List each line of the data that holds the word "Result".

*** Opening Listed records ***

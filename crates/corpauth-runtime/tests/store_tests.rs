//! Store adapter resilience against a flaky backend.

use corpauth_runtime::resolver::PermissionResolver;
use corpauth_runtime::store::{
    AuthorizationStore, Connection, Connector, Param, Row, StoreAdapter, ACADEMIC_STATUS_SQL,
    PERMITTED_RESOURCES_SQL,
};
use corpauth_types::StoreError;
use parking_lot::Mutex;
use std::sync::atomic::{AtomicUsize, Ordering};
use std::sync::Arc;

/// Backend whose connections die after a fixed number of queries.
#[derive(Default)]
struct Flaky {
    /// Queries each connection serves before failing.
    lifetime: usize,
    /// Remaining connect attempts that fail.
    refuse: AtomicUsize,
    connects: AtomicUsize,
    statements: Arc<Mutex<Vec<(String, Vec<Param>)>>>,
}

struct FlakyConn {
    remaining: usize,
    statements: Arc<Mutex<Vec<(String, Vec<Param>)>>>,
}

impl Connector for Flaky {
    type Conn = FlakyConn;

    fn connect(&self) -> Result<FlakyConn, StoreError> {
        self.connects.fetch_add(1, Ordering::SeqCst);
        let refused = self
            .refuse
            .fetch_update(Ordering::SeqCst, Ordering::SeqCst, |n| n.checked_sub(1))
            .is_ok();
        if refused {
            return Err(StoreError::connection("connection refused"));
        }
        Ok(FlakyConn {
            remaining: self.lifetime,
            statements: Arc::clone(&self.statements),
        })
    }
}

impl Connection for FlakyConn {
    fn query(&mut self, sql: &str, params: &[Param]) -> Result<Vec<Row>, StoreError> {
        if self.remaining == 0 {
            return Err(StoreError::connection("server closed the connection"));
        }
        self.remaining -= 1;
        self.statements
            .lock()
            .push((sql.to_string(), params.to_vec()));
        if sql == ACADEMIC_STATUS_SQL {
            Ok(Vec::new())
        } else if sql == PERMITTED_RESOURCES_SQL {
            Ok(vec![
                Row::from_texts(["corpus_a"]),
                Row(vec![None]),
                Row::from_texts(["Corpus_A"]),
            ])
        } else {
            Ok(vec![Row::from_texts(["protected_x"])])
        }
    }
}

fn flaky(lifetime: usize, refuse: usize) -> Flaky {
    Flaky {
        lifetime,
        refuse: AtomicUsize::new(refuse),
        ..Flaky::default()
    }
}

#[test]
fn reconnects_when_connection_dies_between_requests() {
    let adapter = Arc::new(StoreAdapter::new(flaky(2, 0), true));
    let resolver = PermissionResolver::new(adapter.clone());

    let first = resolver.resolve("u@x.org", "", "").expect("first");
    assert_eq!(first.corpora.len(), 1);
    assert!(adapter.is_connected());

    let second = resolver.resolve("u@x.org", "", "").expect("second");
    assert_eq!(second, first);
}

#[test]
fn refused_twice_is_unavailable() {
    let adapter = StoreAdapter::new(flaky(10, 2), true);
    let err = adapter.academic_status("u@x.org").expect_err("down");
    assert_eq!(
        err,
        StoreError::Unavailable {
            attempts: 2,
            reason: "connection refused".into()
        }
    );
    assert!(!adapter.is_connected());

    assert!(!adapter.academic_status("u@x.org").expect("recovered"));
}

#[test]
fn refused_once_recovers() {
    let adapter = StoreAdapter::new(flaky(10, 1), true);
    assert_eq!(
        adapter.protected_resources().expect("listing"),
        ["protected_x"]
    );
}

#[test]
fn caller_values_are_bound_not_inlined() {
    let backend = flaky(10, 0);
    let statements = Arc::clone(&backend.statements);
    let adapter = Arc::new(StoreAdapter::new(backend, false));
    let resolver = PermissionResolver::new(adapter.clone());

    let hostile = "x'; DROP TABLE auth_allow; --@uni.fi";
    resolver
        .resolve(hostile, "", "urn:a;urn:b;urn:a")
        .expect("resolve");

    let seen = statements.lock();
    assert_eq!(seen.len(), 2);
    for (sql, _) in seen.iter() {
        assert!(!sql.contains("DROP"));
    }
    assert_eq!(seen[0].1, [Param::Text(hostile.to_string())]);
    assert_eq!(
        seen[1].1,
        [
            Param::Bool(false),
            Param::Text("fi".into()),
            Param::Text(hostile.to_string()),
            Param::TextList(vec!["urn:a".into(), "urn:b".into()]),
        ]
    );
    assert!(!adapter.is_connected());
}

#[test]
fn non_persistent_connects_per_query() {
    let backend = flaky(10, 0);
    let adapter = StoreAdapter::new(backend, false);
    adapter.protected_resources().expect("one");
    adapter.protected_resources().expect("two");
    assert!(!adapter.is_connected());
}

*** Closing Listed records ***

# [Solution to this problem]
    fn connect(&self) -> Result<FlakyConn, StoreError> {
    fn query(&mut self, sql: &str, params: &[Param]) -> Result<Vec<Row>, StoreError> {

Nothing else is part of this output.